A hog virus ravaged the pork industry during the last year, killing off piglets and driving prices to record highs, but the virus is largely under control and farmers have begun vamping up pork production again.
Even though the national herd is far smaller than previous years, the animals are much larger, averaging nearly 20 pounds heavier than usual for this time of year.
Hog producers have been able to offset animal losses by fattening up the remaining hogs on inexpensive corn, which fell to a new four-year low again this week, dropping to $3.64 per bushel.
As a result, large pork supplies are weighing on the market now, sinking prices.
Meatpackers planning for the end of the grilling season are beginning to pull back on their pork purchases as well, hoping for even lower prices, which is hurting demand.
As of midday Friday, August lean hogs traded for $1.18 per pound, the lowest price since April.
Petroleum prices plunge
Crude oil prices continued sliding this week, dropping to the lowest price in nearly six months.

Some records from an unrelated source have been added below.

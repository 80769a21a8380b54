//! CBI Server - Main entry point

use anyhow::Result;
use cbi_common::logging::{init_logging, LogConfig};
use clap::{Parser, Subcommand};
use std::{net::SocketAddr, sync::Arc, time::Duration};
use tokio::signal;
use tracing::{error, info, warn};

use cbi_server::{
    api::{self, AppState},
    config::Config,
    db,
    ingest::{self, datasets, sink::PgSink, IngestConfig, RunReport},
};

#[derive(Parser)]
#[command(name = "cbi-server", version, about = "Chicago open data ingestion service")]
struct Cli {
    #[command(subcommand)]
    command: Option<Command>,
}

#[derive(Subcommand)]
enum Command {
    /// Serve HTTP and run the ingestion timer (default)
    Serve,
    /// Run datasets once and exit; non-zero exit if any run failed
    Run {
        /// Dataset ids; defaults to INGEST_DATASETS
        datasets: Vec<String>,
    },
    /// List registered datasets
    Datasets,
}

#[tokio::main]
async fn main() -> Result<()> {
    let cli = Cli::parse();

    dotenvy::dotenv().ok();
    let log_config = LogConfig::default()
        .with_log_file_prefix("cbi-server")
        .with_filter_directives("cbi_server=debug,tower_http=debug,sqlx=warn")
        .merge_env()?;
    let _log_guard = init_logging(&log_config)?;

    match cli.command.unwrap_or(Command::Serve) {
        Command::Serve => serve().await,
        Command::Run { datasets } => run_once(datasets).await,
        Command::Datasets => {
            list_datasets();
            Ok(())
        },
    }
}

async fn serve() -> Result<()> {
    info!("Starting CBI Server");

    let config = Config::load()?;
    info!(
        "Configuration loaded - server will bind to {}:{}",
        config.server.host, config.server.port
    );

    let db_pool = db::create_pool(&config.database)?;

    let ingest_config = IngestConfig::from_env()?;
    let scheduler = ingest::build_scheduler(
        &ingest_config,
        &ingest_config.datasets,
        Arc::new(PgSink::new(db_pool.clone())),
    )?;

    let _timer = if ingest_config.enabled {
        info!(interval_secs = ingest_config.interval_secs, "Ingestion is enabled, starting timer");
        Some(scheduler.clone().start(ingest_config.interval()))
    } else {
        info!("Ingestion is disabled (INGEST_ENABLED=false)");
        None
    };

    let state = AppState {
        db: db_pool,
        scheduler,
        project_id: Arc::from(config.server.project_id.as_str()),
    };
    let app = api::create_router(state);

    let addr: SocketAddr = format!("{}:{}", config.server.host, config.server.port).parse()?;
    info!("Server listening on {}", addr);

    let listener = tokio::net::TcpListener::bind(addr).await?;

    axum::serve(listener, app)
        .with_graceful_shutdown(shutdown_signal(config.server.shutdown_timeout_secs))
        .await?;

    info!("Server shut down gracefully");

    Ok(())
}

async fn run_once(requested: Vec<String>) -> Result<()> {
    let config = Config::load()?;
    let ingest_config = IngestConfig::from_env()?;
    let ids = if requested.is_empty() {
        ingest_config.datasets.clone()
    } else {
        requested
    };

    let db_pool = db::create_pool(&config.database)?;
    let scheduler =
        ingest::build_scheduler(&ingest_config, &ids, Arc::new(PgSink::new(db_pool)))?;

    let scheduled = scheduler.datasets();
    let unscheduled: Vec<_> = ids
        .iter()
        .filter(|id| !scheduled.contains(&id.as_str()))
        .collect();
    if !unscheduled.is_empty() {
        anyhow::bail!(
            "Cannot run {:?}: reverse geocoding requires GEOCODER_API_KEY",
            unscheduled
        );
    }

    let reports = scheduler.run_all().await;
    let failed: Vec<_> = reports
        .iter()
        .filter(|r| !r.is_success())
        .map(RunReport::dataset)
        .collect();

    for report in &reports {
        match report {
            RunReport::Completed(outcome) => info!(
                dataset = outcome.dataset,
                fetched = outcome.records_fetched,
                loaded = outcome.records_loaded,
                rejected = outcome.rejections.total(),
                ok = outcome.is_success(),
                "Run finished"
            ),
            RunReport::Skipped { dataset, reason } => warn!(dataset, reason = %reason, "Run skipped"),
            RunReport::Panicked { dataset, message } => error!(dataset, error = %message, "Run panicked"),
        }
    }

    if !failed.is_empty() {
        anyhow::bail!("Ingestion failed for {:?}", failed);
    }

    Ok(())
}

fn list_datasets() {
    for schema in datasets::all() {
        let resources: Vec<_> = schema.sources.iter().map(|s| s.resource).collect();
        info!(
            dataset = schema.id,
            table = schema.table,
            sources = ?resources,
            natural_key = ?schema.natural_key,
            geocoded = !schema.enrichments.is_empty(),
            "Registered dataset"
        );
    }
}

/// Graceful shutdown signal handler
async fn shutdown_signal(timeout_secs: u64) {
    let ctrl_c = async {
        if let Err(e) = signal::ctrl_c().await {
            error!("Failed to install Ctrl+C handler: {}", e);
        }
    };

    #[cfg(unix)]
    let terminate = async {
        match signal::unix::signal(signal::unix::SignalKind::terminate()) {
            Ok(mut signal) => {
                signal.recv().await;
            },
            Err(e) => {
                error!("Failed to install SIGTERM handler: {}", e);
            },
        }
    };

    #[cfg(not(unix))]
    let terminate = std::future::pending::<()>();

    tokio::select! {
        _ = ctrl_c => {
            info!("Received Ctrl+C, starting graceful shutdown");
        },
        _ = terminate => {
            info!("Received terminate signal, starting graceful shutdown");
        },
    }

    info!("Waiting up to {} seconds for connections to close", timeout_secs);
    tokio::time::sleep(Duration::from_secs(timeout_secs.min(5))).await;
}
//! API response envelope

use axum::{
    http::StatusCode,
    response::{IntoResponse, Response},
    Json,
};
use serde::Serialize;

/// Standard success response wrapper
#[derive(Debug, Serialize)]
pub struct ApiResponse<T> {
    pub success: bool,
    pub data: T,
}

impl<T: Serialize> ApiResponse<T> {
    pub fn success(data: T) -> Self {
        Self {
            success: true,
            data,
        }
    }

    /// Respond with `status` instead of 200.
    pub fn with_status(self, status: StatusCode) -> Response {
        (status, Json(self)).into_response()
    }
}

impl<T: Serialize> IntoResponse for ApiResponse<T> {
    fn into_response(self) -> Response {
        (StatusCode::OK, Json(self)).into_response()
    }
}

/// Body of an accepted run-now request
#[derive(Debug, Serialize)]
pub struct TriggerAccepted {
    pub dataset: String,
    pub status: &'static str,
}
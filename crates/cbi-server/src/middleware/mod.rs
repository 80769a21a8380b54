//! HTTP middleware

use tower_http::{
    classify::{ServerErrorsAsFailures, SharedClassifier},
    trace::{DefaultMakeSpan, DefaultOnResponse, TraceLayer},
    LatencyUnit,
};
use tracing::Level;

/// Request span and response log line for every route
pub fn tracing_layer() -> TraceLayer<SharedClassifier<ServerErrorsAsFailures>> {
    TraceLayer::new_for_http()
        .make_span_with(DefaultMakeSpan::new().level(Level::INFO))
        .on_response(
            DefaultOnResponse::new()
                .level(Level::INFO)
                .latency_unit(LatencyUnit::Micros),
        )
}
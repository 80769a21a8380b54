//! Registered datasets
//!
//! One module per dataset, each exporting a `static SCHEMA`. Register a new
//! dataset by adding its module and listing it in [`REGISTRY`].

pub mod building_permits;
pub mod ccvi;
pub mod community_health;
pub mod covid_cases;
pub mod taxi_trips;

use super::schema::DatasetSchema;

/// Every dataset this service knows how to load.
pub static REGISTRY: [&DatasetSchema; 5] = [
    &community_health::SCHEMA,
    &building_permits::SCHEMA,
    &taxi_trips::SCHEMA,
    &covid_cases::SCHEMA,
    &ccvi::SCHEMA,
];

/// Datasets the scheduler runs when none are configured.
pub const DEFAULT_SCHEDULED: &[&str] = &["community_health", "building_permits", "taxi_trips"];

pub fn all() -> &'static [&'static DatasetSchema] {
    &REGISTRY
}

pub fn find(id: &str) -> Option<&'static DatasetSchema> {
    REGISTRY.iter().copied().find(|schema| schema.id == id)
}

#[cfg(test)]
mod tests {
    use super::*;
    use crate::ingest::schema::FieldKind;

    #[test]
    fn test_every_registered_schema_is_consistent() {
        for schema in all() {
            assert_eq!(schema.check(), Ok(()), "schema {}", schema.id);
        }
    }

    #[test]
    fn test_ids_and_tables_are_unique() {
        for (i, schema) in all().iter().enumerate() {
            for other in &all()[i + 1..] {
                assert_ne!(schema.id, other.id);
                assert_ne!(schema.table, other.table);
            }
        }
    }

    #[test]
    fn test_default_schedule_is_registered() {
        for id in DEFAULT_SCHEDULED {
            assert!(find(id).is_some(), "{} not registered", id);
        }
    }

    #[test]
    fn test_find_unknown_dataset() {
        assert!(find("parking_tickets").is_none());
    }

    #[test]
    fn test_taxi_trips_concatenates_two_feeds() {
        let schema = find("taxi_trips").unwrap();
        assert_eq!(schema.sources.len(), 2);
        assert_eq!(schema.enrichments.len(), 2);
        assert_eq!(schema.column_index("dropoff_zip_code"), Some(schema.fields.len() + 1));
    }

    #[test]
    fn test_building_permits_coordinates_use_zero_sentinel() {
        let schema = find("building_permits").unwrap();
        for column in ["latitude", "longitude"] {
            let field = schema.field(column).unwrap();
            assert!(field.zero_is_unset);
            assert_eq!(field.kind, FieldKind::Float);
        }
        assert!(!schema.field("xcoordinate").unwrap().zero_is_unset);
        assert_eq!(schema.field("permit_id").unwrap().source, "id");
    }

    #[test]
    fn test_community_health_only_requires_area_and_name() {
        let schema = find("community_health").unwrap();
        let required: Vec<_> = schema
            .fields
            .iter()
            .filter(|f| f.required)
            .map(|f| f.column)
            .collect();
        assert_eq!(required, vec!["community_area", "community_area_name"]);
        assert_eq!(schema.fields.len(), 29);
    }
}
//! Field validation and normalization
//!
//! [`validate`] walks a schema's fields in declaration order and stops at the
//! first rule that fails. A record either comes out fully typed or is rejected
//! as a whole with a [`Rejection`] naming the field and the rule.
//!
//! Rules, per field:
//!
//! | rule               | applies to                  | rejects when                               |
//! |--------------------|-----------------------------|--------------------------------------------|
//! | `required`         | required fields             | absent, `null`, or blank after trimming    |
//! | `json_type`        | every field                 | value is an object or array                |
//! | `numeric`          | `Float` fields              | present but not a finite number            |
//! | `nonzero_sentinel` | `Float` with `zero_is_unset`| value is exactly zero                      |
//! | `timestamp_length` | `Timestamp` fields          | raw string shorter than the minimum length |
//! | `timestamp_format` | `Timestamp` fields          | long enough but not a timestamp            |
//!
//! Optional fields that are absent or blank become `NULL`.

use chrono::{DateTime, NaiveDateTime};
use serde_json::Value;
use thiserror::Error;

use super::record::{FieldValue, SourceRecord, ValidatedRecord};
use super::schema::{DatasetSchema, FieldKind, FieldSpec};

/// Floating timestamp format used by the row-list API
pub const SODA_TIMESTAMP_FORMAT: &str = "%Y-%m-%dT%H:%M:%S%.f";

/// Why a record was dropped during validation
#[derive(Debug, Clone, PartialEq, Eq, Error)]
pub enum Rejection {
    #[error("required field '{field}' is missing or empty")]
    Missing { field: &'static str },

    #[error("field '{field}' is not a number: {value:?}")]
    NotANumber { field: &'static str, value: String },

    #[error("field '{field}' is shorter than {min_len} characters: {value:?}")]
    TimestampTooShort {
        field: &'static str,
        min_len: usize,
        value: String,
    },

    #[error("field '{field}' is not a timestamp: {value:?}")]
    BadTimestamp { field: &'static str, value: String },

    #[error("field '{field}' holds the zero sentinel")]
    SentinelZero { field: &'static str },

    #[error("field '{field}' has an unsupported JSON type")]
    UnsupportedType { field: &'static str },
}

impl Rejection {
    /// Stable reason code, used as the rejection counter key.
    pub fn rule(&self) -> &'static str {
        match self {
            Rejection::Missing { .. } => "required",
            Rejection::NotANumber { .. } => "numeric",
            Rejection::TimestampTooShort { .. } => "timestamp_length",
            Rejection::BadTimestamp { .. } => "timestamp_format",
            Rejection::SentinelZero { .. } => "nonzero_sentinel",
            Rejection::UnsupportedType { .. } => "json_type",
        }
    }

    pub fn field(&self) -> &'static str {
        match self {
            Rejection::Missing { field }
            | Rejection::NotANumber { field, .. }
            | Rejection::TimestampTooShort { field, .. }
            | Rejection::BadTimestamp { field, .. }
            | Rejection::SentinelZero { field }
            | Rejection::UnsupportedType { field } => field,
        }
    }
}

/// Validate and coerce one source record against `schema`.
pub fn validate(schema: &DatasetSchema, record: &SourceRecord) -> Result<ValidatedRecord, Rejection> {
    let values = schema
        .fields
        .iter()
        .map(|spec| validate_field(spec, record.get(spec.source)))
        .collect::<Result<Vec<_>, _>>()?;

    Ok(ValidatedRecord { values })
}

fn validate_field(spec: &FieldSpec, raw: Option<&Value>) -> Result<FieldValue, Rejection> {
    let field = spec.source;

    let raw = match raw {
        None | Some(Value::Null) => None,
        Some(Value::String(s)) if s.trim().is_empty() => None,
        Some(Value::Array(_)) | Some(Value::Object(_)) => {
            return Err(Rejection::UnsupportedType { field });
        },
        Some(value) => Some(value),
    };

    let Some(raw) = raw else {
        return if spec.required {
            Err(Rejection::Missing { field })
        } else {
            Ok(FieldValue::Null)
        };
    };

    match spec.kind {
        FieldKind::Text | FieldKind::LongText => Ok(FieldValue::Text(scalar_text(raw))),
        FieldKind::Float => {
            let value = parse_float(raw).ok_or_else(|| Rejection::NotANumber {
                field,
                value: scalar_text(raw),
            })?;
            if spec.zero_is_unset && value == 0.0 {
                return Err(Rejection::SentinelZero { field });
            }
            Ok(FieldValue::Float(value))
        },
        FieldKind::Timestamp { min_len } => {
            let text = scalar_text(raw);
            if text.chars().count() < min_len {
                return Err(Rejection::TimestampTooShort {
                    field,
                    min_len,
                    value: text,
                });
            }
            parse_timestamp(&text)
                .map(FieldValue::Timestamp)
                .ok_or(Rejection::BadTimestamp { field, value: text })
        },
    }
}

fn scalar_text(raw: &Value) -> String {
    match raw {
        Value::String(s) => s.clone(),
        other => other.to_string(),
    }
}

fn parse_float(raw: &Value) -> Option<f64> {
    let value = match raw {
        Value::Number(n) => n.as_f64()?,
        Value::String(s) => s.trim().parse::<f64>().ok()?,
        _ => return None,
    };
    value.is_finite().then_some(value)
}

fn parse_timestamp(text: &str) -> Option<NaiveDateTime> {
    NaiveDateTime::parse_from_str(text, SODA_TIMESTAMP_FORMAT)
        .ok()
        .or_else(|| DateTime::parse_from_rfc3339(text).ok().map(|dt| dt.naive_utc()))
}
//! Row-list data source client
//!
//! Fetches `GET {base}/{resource}.json?$limit=n`. An endpoint's `limit` is the
//! total cap for a run. Caps above the page size are split into
//! `$limit`/`$offset` pages ordered by the row identifier (`$order=:id`) so
//! pages never overlap; a single-page fetch sends `$limit` alone.

use async_trait::async_trait;
use reqwest::Client;
use serde_json::Value;
use std::time::Duration;
use tracing::debug;

use super::error::IngestError;
use super::record::SourceRecord;
use super::schema::SourceEndpoint;

/// Default data-source base URL.
pub const DEFAULT_SODA_BASE_URL: &str = "https://data.cityofchicago.org/resource";

/// Default maximum rows per request.
pub const DEFAULT_SODA_PAGE_SIZE: u32 = 1000;

/// Fetches every record of one source endpoint, or fails the run.
#[async_trait]
pub trait RecordSource: Send + Sync {
    async fn fetch(&self, endpoint: &SourceEndpoint) -> Result<Vec<SourceRecord>, IngestError>;
}

pub struct SodaClient {
    client: Client,
    base_url: String,
    app_token: Option<String>,
    page_size: u32,
}

impl SodaClient {
    pub fn new(
        base_url: impl Into<String>,
        app_token: Option<String>,
        page_size: u32,
        timeout: Duration,
    ) -> Result<Self, IngestError> {
        let client = Client::builder().timeout(timeout).build()?;

        Ok(Self {
            client,
            base_url: base_url.into().trim_end_matches('/').to_string(),
            app_token,
            page_size: page_size.max(1),
        })
    }

    pub fn resource_url(&self, resource: &str) -> String {
        format!("{}/{}.json", self.base_url, resource)
    }

    async fn fetch_page(
        &self,
        url: &str,
        limit: u32,
        offset: u32,
        ordered: bool,
    ) -> Result<Vec<SourceRecord>, IngestError> {
        let mut params = vec![("$limit", limit.to_string())];
        if ordered {
            params.push(("$order", ":id".to_string()));
        }
        if offset > 0 {
            params.push(("$offset", offset.to_string()));
        }

        let mut request = self.client.get(url).query(&params);
        if let Some(ref token) = self.app_token {
            request = request.header("X-App-Token", token);
        }

        let transport = |source| IngestError::Transport {
            url: url.to_string(),
            source,
        };

        let body = request
            .send()
            .await
            .and_then(|r| r.error_for_status())
            .map_err(transport)?
            .bytes()
            .await
            .map_err(transport)?;

        parse_rows(url, &body)
    }
}

/// Decode a row-list body: a JSON array whose items are all objects.
pub fn parse_rows(url: &str, body: &[u8]) -> Result<Vec<SourceRecord>, IngestError> {
    let malformed = |message: String| IngestError::MalformedBody {
        url: url.to_string(),
        message,
    };

    let value: Value = serde_json::from_slice(body).map_err(|e| malformed(e.to_string()))?;
    let Value::Array(items) = value else {
        return Err(malformed("expected a JSON array".to_string()));
    };

    items
        .into_iter()
        .enumerate()
        .map(|(i, item)| match item {
            Value::Object(record) => Ok(record),
            _ => Err(malformed(format!("item {} is not an object", i))),
        })
        .collect()
}

#[async_trait]
impl RecordSource for SodaClient {
    async fn fetch(&self, endpoint: &SourceEndpoint) -> Result<Vec<SourceRecord>, IngestError> {
        let url = self.resource_url(endpoint.resource);
        let ordered = endpoint.limit > self.page_size;

        let mut records = Vec::new();
        let mut offset = 0;
        while offset < endpoint.limit {
            let limit = (endpoint.limit - offset).min(self.page_size);
            let page = self.fetch_page(&url, limit, offset, ordered).await?;
            let received = page.len();
            records.extend(page);

            debug!(url = %url, offset, received, "Fetched page");

            if received < limit as usize {
                break;
            }
            offset += limit;
        }

        Ok(records)
    }
}

#[cfg(test)]
mod tests {
    use super::*;

    #[test]
    fn test_resource_url_trims_trailing_slash() {
        let client =
            SodaClient::new("http://soda.test/resource/", None, 1000, Duration::from_secs(1))
                .unwrap();
        assert_eq!(client.resource_url("wrvz-psew"), "http://soda.test/resource/wrvz-psew.json");
    }

    #[test]
    fn test_parse_rows_accepts_array_of_objects() {
        let rows = parse_rows("u", br#"[{"trip_id": "a"}, {"trip_id": "b"}]"#).unwrap();
        assert_eq!(rows.len(), 2);
        assert_eq!(rows[1]["trip_id"], "b");
    }

    #[test]
    fn test_parse_rows_rejects_non_array() {
        let err = parse_rows("u", br#"{"error": true, "message": "bad query"}"#).unwrap_err();
        assert!(matches!(err, IngestError::MalformedBody { .. }));
    }

    #[test]
    fn test_parse_rows_rejects_scalar_items() {
        let err = parse_rows("u", br#"[{"trip_id": "a"}, 3]"#).unwrap_err();
        assert!(err.to_string().contains("item 1"));
    }

    #[test]
    fn test_parse_rows_rejects_invalid_json() {
        assert!(parse_rows("u", b"<html>").is_err());
    }
}
//! Payment API endpoints: starting payments, provider callbacks and staff
//! reconciliation of manual claims.

use api_types::{
    donation::Donation,
    payment::{PaymentBegin, PaymentStarted},
    reconciliation::ClaimDecision,
};
use axum::{
    Extension, Json,
    body::Bytes,
    extract::{Path, State},
    http::StatusCode,
};
use engine::{BeginPaymentCmd, ManualClaim};
use serde_json::Value;
use uuid::Uuid;

use crate::{ServerError, donations::donation_view, server::ServerState, user};

/// Start paying a pending donation
pub async fn begin(
    Extension(user): Extension<user::Model>,
    State(state): State<ServerState>,
    Path(id): Path<Uuid>,
    Json(payload): Json<PaymentBegin>,
) -> Result<(StatusCode, Json<PaymentStarted>), ServerError> {
    let cmd = match payload {
        PaymentBegin::Mpesa { phone } => BeginPaymentCmd::mobile_money(id, user.id, phone),
        PaymentBegin::Manual {
            reference,
            receipt_url,
        } => {
            let mut claim = ManualClaim::new(reference);
            if let Some(url) = receipt_url {
                claim = claim.receipt_url(url);
            }
            BeginPaymentCmd::manual(id, user.id, claim)
        }
    };

    let handle = state.engine.begin_payment(cmd).await?;
    Ok((
        StatusCode::ACCEPTED,
        Json(PaymentStarted {
            donation_id: handle.donation_id,
            payment_id: handle.payment_id,
            provider: handle.provider,
            reference: handle.reference,
            state: handle.state.as_str().to_string(),
            customer_message: handle.customer_message,
        }),
    ))
}

/// M-Pesa STK callback. Always answered with the provider acknowledgment.
pub async fn mpesa_callback(State(state): State<ServerState>, body: Bytes) -> Json<Value> {
    let outcome = state.engine.apply_callback(&body).await;
    tracing::debug!("callback handled: {:?}", outcome.disposition);
    Json(outcome.ack().clone())
}

/// Staff confirmation of a manual payment claim
pub async fn confirm(
    Extension(user): Extension<user::Model>,
    State(state): State<ServerState>,
    Path(id): Path<Uuid>,
    Json(payload): Json<ClaimDecision>,
) -> Result<Json<Donation>, ServerError> {
    let donation = state
        .engine
        .confirm_bank_transfer(id, &user.id, &payload.reference)
        .await?;
    Ok(Json(donation_view(&donation)))
}

/// Staff rejection of a manual payment claim
pub async fn reject(
    Extension(user): Extension<user::Model>,
    State(state): State<ServerState>,
    Path(id): Path<Uuid>,
    Json(payload): Json<ClaimDecision>,
) -> Result<Json<Donation>, ServerError> {
    let Some(reason) = payload.reason.filter(|r| !r.trim().is_empty()) else {
        return Err(ServerError::Generic("reason required".to_string()));
    };

    let donation = state
        .engine
        .reject_bank_transfer(id, &user.id, &payload.reference, &reason)
        .await?;
    Ok(Json(donation_view(&donation)))
}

Although there has been little fresh bearish news that should knock prices lower, this week's drop in crude oil and gasoline prices will be a welcome relief to U.S. drivers.
Since peaking out in late June during the height of the Iraqi insurgency, crude has shed more than $9 per barrel, while gasoline prices have fallen nearly 30 cents per gallon.
At midday Friday, crude oil futures were worth $97.25 per barrel, while gasoline futures traded for $2.75 per gallon, a price that represents the wholesale value of gasoline, without taxes, transportation or other expenses included.
Longer-term, analysts warn there are numerous factors that could make the petroleum markets spike higher.
Ongoing conflicts in Syria, Palestine, and Iraq could escalate and disrupt the flow of crude from the Mideast. Looming sanctions against Russia because of its involvement in the Ukrainian crisis could restrict oil exports from the world's second-largest seller. Finally, there have been increasing signs the U.S. will begin exporting a significant portion of its domestic crude oil production, with some industry experts predicting that as much as 10 percent of U.S. crude could soon flow out of our country, potentially raising domestic prices.
Otherwise, without an outside shock, ballooning North American crude oil production could continue increasing supplies, keeping a lid on prices.